The authors have not addressed or justified the absence of the new determinations recommended in the previous review. Furthermore, the authors have not provided the new version of the supplement. Below I return to the recommendations that the authors should address to improve the quality of the article. I outlined below some of my previous comments that should be addressed.

 

 

-Please, review the abbreviations, and eliminate the unnecessary ones (HIC, LIC and MIC among others).

 

- In the statistics section, provide the test carried out for the normal distribution prior to the ANOVA.

 

-The differences in the blood hematological analysis (figure S4) between 3 and 9 months should be discussed in depth.

- The oxidation of prx2 is not a sufficient measure to assess the redox status, especially if the intention is to put it in the title of the article.
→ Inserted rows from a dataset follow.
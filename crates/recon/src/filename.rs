//! Region-of-interest filename decoding.
//!
//! `{image}_roi-{roi}_left-{left}_top-{top}_right-{right}_bottom-{bottom}.csv`

use std::sync::OnceLock;

use regex::Regex;

fn pattern() -> &'static Regex {
    static PATTERN: OnceLock<Regex> = OnceLock::new();
    PATTERN.get_or_init(|| {
        Regex::new(
            r"^(?P<image>.*)_roi-(?P<roi>[0-9]+)_left-(?P<left>[0-9]+)_top-(?P<top>[0-9]+)_right-(?P<right>[0-9]+)_bottom-(?P<bottom>[0-9]+)\.csv$",
        )
        .expect("ROI filename pattern is a valid regex")
    })
}

#[derive(Debug, Clone, PartialEq, Eq)]
pub struct RoiDescriptor {
    pub image_name: String,
    pub region_name: String,
    pub left: u64,
    pub top: u64,
    pub right: u64,
    pub bottom: u64,
}

impl RoiDescriptor {
    /// Decode a filename. Returns `None` when the name does not match the
    /// pattern or a bound does not fit in `u64`.
    pub fn decode(filename: &str) -> Option<Self> {
        let caps = pattern().captures(filename)?;
        let bound = |name: &str| caps.name(name)?.as_str().parse::<u64>().ok();

        Some(Self {
            image_name: caps.name("image")?.as_str().to_string(),
            region_name: caps.name("roi")?.as_str().to_string(),
            left: bound("left")?,
            top: bound("top")?,
            right: bound("right")?,
            bottom: bound("bottom")?,
        })
    }

    /// True when the embedded image name equals the containing directory's name.
    pub fn matches_directory(&self, dir_name: &str) -> bool {
        self.image_name == dir_name
    }
}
Some examples would be: NAD+/NADH and NADP+/NADPH redox ratios, GSH/GSSG, redox-sensitive green fluorescence proteins OR fluorescein-5 maleimide. Alternatively, antioxidant enzyme activities such as the Thioredoxin system, among other options, could be measured.

-NRF2 is a so-called oxidative stress sensitive protein. When there is stress, it is able to get rid of keap1 and go to the nucleus to transcribe antioxidant genes, but also others genes such as Ho-1. It would be very interesting to measure the activation of NRF2 (appearance in the nucleus by wb) or, failing that, levels of gene expression of Nfe2i2 to relate the increase in Ho-1 of the liver with Fgf21 (an inducer of browning in white adipose tissue) and the results of "oxidative stress" shown by prdx2.
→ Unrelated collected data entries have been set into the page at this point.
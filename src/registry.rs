//! Administrative client registration and scope management.

// self
use crate::{
	_prelude::*,
	auth::{ClientAccessToken, ClientId, ClientRecord, ScopeGrant, ScopeList, TokenSecret},
	error::ConfigError,
	hash::{self, SecretSalt},
	store::GatewayStore,
};

/// Generated client id length in characters.
pub const CLIENT_ID_LEN: usize = 26;
/// Generated client secret length in characters.
pub const CLIENT_SECRET_LEN: usize = 51;

/// Registration request for a new gateway client.
#[derive(Clone, Debug)]
pub struct NewClient {
	/// Human-readable client name.
	pub client_name: String,
	/// Owning team.
	pub team: String,
	/// Service the client belongs to.
	pub service: String,
	/// Registration expiry instant.
	pub expire_date: OffsetDateTime,
}

/// Credential material returned exactly once at registration time.
#[derive(Clone, Debug)]
pub struct IssuedCredentials {
	/// Generated client identifier.
	pub client_id: ClientId,
	/// Generated client secret; storage keeps only its digest.
	pub client_secret: TokenSecret,
}

/// Administrative registrar issuing client credentials and scope grants.
#[derive(Clone)]
pub struct ClientRegistrar {
	store: Arc<dyn GatewayStore>,
	salt: SecretSalt,
}
impl ClientRegistrar {
	/// Creates a registrar over the shared store.
	pub fn new(store: Arc<dyn GatewayStore>, salt: SecretSalt) -> Self {
		Self { store, salt }
	}

	/// Registers a new client and returns its credential material.
	///
	/// The plaintext secret exists only in the returned value; the persisted
	/// record carries the keyed digest.
	pub async fn register_client(&self, request: NewClient) -> Result<IssuedCredentials> {
		let id = hash::generate_identifier(&self.salt, CLIENT_ID_LEN);
		let secret = hash::generate_identifier(&self.salt, CLIENT_SECRET_LEN);
		let client_id = ClientId::new(&id.value).map_err(ConfigError::from)?;
		let now = OffsetDateTime::now_utc();
		let record = ClientRecord {
			client_id: client_id.clone(),
			client_secret_hash: secret.hash,
			client_name: request.client_name,
			team: request.team,
			service: request.service,
			expire_date: request.expire_date,
			expire_date_epoch: request.expire_date.unix_timestamp(),
			access_token: None,
			created_at: now,
			updated_at: now,
		};

		self.store.save_client(record).await?;

		Ok(IssuedCredentials { client_id, client_secret: TokenSecret::new(secret.value) })
	}

	/// Grants a single scope to the client, upserting any existing row.
	pub async fn grant_scope(&self, client_id: &ClientId, scope: &str) -> Result<ScopeGrant> {
		ScopeList::new([scope]).map_err(ConfigError::from)?;

		let now = OffsetDateTime::now_utc();
		let grant = ScopeGrant {
			client_id: client_id.clone(),
			scope: scope.to_owned(),
			created_at: now,
			updated_at: now,
		};

		self.store.save_scope_grant(grant.clone()).await?;

		Ok(grant)
	}

	/// Records an upstream token on the client record.
	///
	/// Returns `false` when the client is unknown.
	pub async fn record_client_token(
		&self,
		client_id: &ClientId,
		token: ClientAccessToken,
	) -> Result<bool> {
		Ok(self.store.save_client_token(client_id, token).await?)
	}

	/// Fetches the stored record for inspection.
	pub async fn client(&self, client_id: &ClientId) -> Result<Option<ClientRecord>> {
		Ok(self.store.fetch_client(client_id).await?)
	}
}
impl Debug for ClientRegistrar {
	fn fmt(&self, f: &mut Formatter) -> FmtResult {
		f.debug_struct("ClientRegistrar").field("salt", &self.salt).finish_non_exhaustive()
	}
}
-Supplemental Table 2 presents the misspelled gene abbreviations. Please, correct the names of the genes of that table and also from the other figures of the article following the appropriate nomenclature (mouse MGI).

-To be able to put in the title the impact of the absence of biliverdin reductase A in Ugt1-/- mice in the metabolism, some other parameter of metabolic character should be analyzed. Among those that stand out Oxygen consumption (metabolic cage), body weight during the 9 months, weight of some tissues such as the liver, spleen ..., OGTT / ITT…

-In line 572 is state that the TG liver were in the normal range, but there is no figure showing that data.

Author Response

Please see the attachment

Author Response File: Author Response.pdf

Round 3

Reviewer 2 Report

General comments

I reviewed the manuscript three times. I can see, that authors really improved their paper, therefore in current version I accept this manuscript.